● Problem details
Using the listing below, return each line exactly as it reads.

● ● ● ● ● ● ●

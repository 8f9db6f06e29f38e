use axum::{
    extract::{Path, Query, State},
    response::Json,
};

use crate::errors::ServiceError;
use crate::services::item_store::{AssetType, CreateUnitPayload, ItemFilter, UnitRecord};
use crate::{ApiResponse, ApiResult, AppState};

fn parse_type(raw: &str) -> Result<AssetType, ServiceError> {
    AssetType::parse(raw)
        .ok_or_else(|| ServiceError::BadRequest(format!("Unknown asset type: {}", raw)))
}

/// Register a new inventory unit of the given type.
#[utoipa::path(
    post,
    path = "/api/v1/inventory/{asset_type}",
    request_body = CreateUnitPayload,
    responses(
        (status = 200, description = "Unit registered", body = UnitRecord),
        (status = 400, description = "Unknown type, duplicate tag, or missing spec", body = crate::errors::ErrorResponse)
    ),
    tag = "inventory"
)]
pub async fn create_unit(
    State(state): State<AppState>,
    Path(asset_type): Path<String>,
    Json(payload): Json<CreateUnitPayload>,
) -> ApiResult<UnitRecord> {
    let ty = parse_type(&asset_type)?;
    let unit = state.services.item_store.create_unit(ty, payload).await?;
    Ok(Json(ApiResponse::success(unit)))
}

/// All units of one type, stable id order.
#[utoipa::path(
    get,
    path = "/api/v1/inventory/{asset_type}",
    responses(
        (status = 200, description = "Units returned"),
        (status = 400, description = "Unknown asset type", body = crate::errors::ErrorResponse)
    ),
    tag = "inventory"
)]
pub async fn list_units(
    State(state): State<AppState>,
    Path(asset_type): Path<String>,
) -> ApiResult<Vec<UnitRecord>> {
    let ty = parse_type(&asset_type)?;
    let units = state.services.item_store.list_units(ty).await?;
    Ok(Json(ApiResponse::success(units)))
}

/// Units of one type that are unassigned, undamaged, and match the spec
/// filters. Assignable candidates only; availability is re-validated at
/// approval time.
#[utoipa::path(
    get,
    path = "/api/v1/inventory/{asset_type}/available",
    params(ItemFilter),
    responses(
        (status = 200, description = "Available units returned"),
        (status = 400, description = "Unknown asset type", body = crate::errors::ErrorResponse)
    ),
    tag = "inventory"
)]
pub async fn list_available(
    State(state): State<AppState>,
    Path(asset_type): Path<String>,
    Query(filter): Query<ItemFilter>,
) -> ApiResult<Vec<UnitRecord>> {
    let ty = parse_type(&asset_type)?;
    let units = state.services.item_store.list_available(ty, &filter).await?;
    Ok(Json(ApiResponse::success(units)))
}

● ● ● ● ● ● ●

● Task solution
repository 8f9db6f06e29f38e
use axum::{
    extract::{Path, Query, State},
    response::Json,
};

use crate::errors::ServiceError;
use crate::services::item_store::{AssetType, CreateUnitPayload, ItemFilter, UnitRecord};
use crate::{ApiResponse, ApiResult, AppState};

fn parse_type(raw: &str) -> Result<AssetType, ServiceError> {
    AssetType::parse(raw)
        .ok_or_else(|| ServiceError::BadRequest(format!("Unknown asset type: {}", raw)))
}

/// Register a new inventory unit of the given type.
#[utoipa::path(
    post,
    path = "/api/v1/inventory/{asset_type}",
    request_body = CreateUnitPayload,
    responses(
        (status = 200, description = "Unit registered", body = UnitRecord),
        (status = 400, description = "Unknown type, duplicate tag, or missing spec", body = crate::errors::ErrorResponse)
    ),
    tag = "inventory"
)]
pub async fn create_unit(
    State(state): State<AppState>,
    Path(asset_type): Path<String>,
    Json(payload): Json<CreateUnitPayload>,
) -> ApiResult<UnitRecord> {
    let ty = parse_type(&asset_type)?;
    let unit = state.services.item_store.create_unit(ty, payload).await?;
    Ok(Json(ApiResponse::success(unit)))
}

/// All units of one type, stable id order.
#[utoipa::path(
    get,
    path = "/api/v1/inventory/{asset_type}",
    responses(
        (status = 200, description = "Units returned"),
        (status = 400, description = "Unknown asset type", body = crate::errors::ErrorResponse)
    ),
    tag = "inventory"
)]
pub async fn list_units(
    State(state): State<AppState>,
    Path(asset_type): Path<String>,
) -> ApiResult<Vec<UnitRecord>> {
    let ty = parse_type(&asset_type)?;
    let units = state.services.item_store.list_units(ty).await?;
    Ok(Json(ApiResponse::success(units)))
}

/// Units of one type that are unassigned, undamaged, and match the spec
/// filters. Assignable candidates only; availability is re-validated at
/// approval time.
#[utoipa::path(
    get,
    path = "/api/v1/inventory/{asset_type}/available",
    params(ItemFilter),
    responses(
        (status = 200, description = "Available units returned"),
        (status = 400, description = "Unknown asset type", body = crate::errors::ErrorResponse)
    ),
    tag = "inventory"
)]
pub async fn list_available(
    State(state): State<AppState>,
    Path(asset_type): Path<String>,
    Query(filter): Query<ItemFilter>,
) -> ApiResult<Vec<UnitRecord>> {
    let ty = parse_type(&asset_type)?;
    let units = state.services.item_store.list_available(ty, &filter).await?;
    Ok(Json(ApiResponse::success(units)))
}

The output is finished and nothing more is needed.